Kevin Bacon plays Sebastian Caine, an egotistical but brilliant scientist. The script makes us know that he's an egomanic early on, but when Bacon is invisible, they seem to make us forget that. In fact, he's so self-oriented that he names all of his medicines after himself. OK, we get it! Anyway, he and his team are working on making objects invisible. Why not? So after not getting approval from the government, Sebastian goes ahead and tests it out on himself.
But, alas, that wouldn't be much of a movie. Sebastian's team, which includes Linda (Elisabeth Shue) who is Sebastian's former lover, Matthew (Josh Brolin), Linda's secret lover, and Sarah (Kim Dickens), who happens to be a vet, can't turn him back to his visible form. And, of course, Sebastian goes mad.

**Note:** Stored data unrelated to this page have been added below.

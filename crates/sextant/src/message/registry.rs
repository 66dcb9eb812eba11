//! Domain → formatter lookup table.

use std::{fmt, sync::Arc};

use indexmap::IndexMap;

use crate::message::{
    catalog::CatalogFormatter, domain::Domain, formatter::MessageFormatter,
    schema::SchemaFormatter,
};

/// Maps message domains to the formatter responsible for them.
///
/// [`FormatterRegistry::with_defaults`] registers the built-in domains;
/// [`FormatterRegistry::register`] adds or replaces formatters for any other
/// domain.
#[derive(Clone)]
pub struct FormatterRegistry {
    formatters: IndexMap<Domain, Arc<dyn MessageFormatter>>,
}

impl FormatterRegistry {
    /// Create a registry without any formatter.
    pub fn empty() -> Self {
        Self {
            formatters: IndexMap::new(),
        }
    }

    /// Create a registry with the built-in formatters.
    ///
    /// XML and XML namespace messages share one formatter.
    pub fn with_defaults() -> Self {
        let xml: Arc<dyn MessageFormatter> = Arc::new(CatalogFormatter::xml());

        let mut registry = Self::empty();
        registry.register(Domain::Xml, Arc::clone(&xml));
        registry.register(Domain::XmlNs, xml);
        registry.register(Domain::Schema, Arc::new(SchemaFormatter::new()));
        registry.register(Domain::XmlModel, Arc::new(CatalogFormatter::xml_model()));
        registry
    }

    /// Register `formatter` for `domain`.
    ///
    /// Returns the formatter previously registered for the domain, if any.
    pub fn register(
        &mut self,
        domain: Domain,
        formatter: Arc<dyn MessageFormatter>,
    ) -> Option<Arc<dyn MessageFormatter>> {
        self.formatters.insert(domain, formatter)
    }

    /// Get the formatter registered for `domain`.
    pub fn get(&self, domain: &Domain) -> Option<&dyn MessageFormatter> {
        self.formatters.get(domain).map(|formatter| formatter.as_ref())
    }

    /// Iterate over the registered domains in registration order.
    pub fn domains(&self) -> impl Iterator<Item = &Domain> {
        self.formatters.keys()
    }
}

impl Default for FormatterRegistry {
    fn default() -> Self {
        Self::with_defaults()
    }
}

impl fmt::Debug for FormatterRegistry {
    fn fmt(&self, f: &mut fmt::Formatter<'_>) -> fmt::Result {
        f.debug_struct("FormatterRegistry")
            .field("domains", &self.formatters.keys().collect::<Vec<_>>())
            .finish()
    }
}

#[cfg(test)]
mod tests {
    use super::*;
    use crate::{event::Argument, message::formatter::Locale};

    struct Upper;

    impl MessageFormatter for Upper {
        fn format(&self, _locale: &Locale, key: &str, _arguments: &[Argument]) -> String {
            key.to_uppercase()
        }
    }

    #[test]
    fn test_default_domains() {
        let registry = FormatterRegistry::with_defaults();
        let domains: Vec<_> = registry.domains().cloned().collect();

        assert_eq!(
            domains,
            [Domain::Xml, Domain::XmlNs, Domain::Schema, Domain::XmlModel]
        );
    }

    #[test]
    fn test_xml_and_namespaces_share_catalog() {
        let registry = FormatterRegistry::with_defaults();
        let locale = Locale::default();
        let args = [Argument::from("a"), Argument::from("p")];

        let xml = registry.get(&Domain::Xml).map(|f| f.format(&locale, "ElementPrefixUnbound", &args));
        let ns = registry.get(&Domain::XmlNs).map(|f| f.format(&locale, "ElementPrefixUnbound", &args));

        assert!(xml.is_some());
        assert_eq!(xml, ns);
    }

    #[test]
    fn test_unknown_domain_not_registered() {
        let registry = FormatterRegistry::with_defaults();

        assert!(registry.get(&Domain::parse("urn:custom")).is_none());
    }

    #[test]
    fn test_register_extension_domain() {
        let mut registry = FormatterRegistry::with_defaults();
        let previous = registry.register(Domain::parse("urn:custom"), Arc::new(Upper));

        assert!(previous.is_none());
        let message = registry
            .get(&Domain::parse("urn:custom"))
            .map(|f| f.format(&Locale::default(), "oops", &[]));
        assert_eq!(message.as_deref(), Some("OOPS"));
    }
}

Special effects are the film's saving grace. We see all of Bacon's transformations into visible beings and invisible beings, and, despite being somewhat gruesome, were very intense and actually looked real (except I don't really know what everything in the body look like). When Bacon had his facemask on, I totally believed that it was Bacon who was invisible. The script didn't do that. The special FX did.
On the other hand, the script, as I've said before, isn't exactly on a Shakespearean level. It's not even on a Sesame Street level. It's something that director Paul Verhoeven realized that he needed to have in order to make a movie so called it together at the last minute. You can tell how deep it is when all the dialogue is what's happening. "It's coming down!" "Keep climbing!" And the script had a lot of medical/scientific mumbo-jumbo. Don't expect us to know what you're talking about. Round to the lowest common demonator.
You could call this a "popcorn movie", except there isn't a lot of action or exciting scenes it it. In fact, I wasn't thrilled at all. I was entertained, but not tense. The only action was at the tacked-on end that seemed too abrupt. If there had been a steady amount of action all throughout, it would have been easier to swallow.
The movie didn't know where to go. It didn't hold onto one plot. Hollow Man tried to appeal to many demographs: thrill-seekers, action afficondos, romantics, 30-year-old dateless men. It, however, didn't really let us explore on those. And the characters, although we know some about Sebastian, we know diddly-squat about the other half-dozen supporting characters, who just seem to be there when the "script" called for it.
Well, there you go. Hollow Man is an entertaining but thrill-less movie with special effects out the wazoo but nothing underneath the surface (hence the name Hollow Man?)
Rated R for strong violence, gore, insides of bodies, language and some nudity.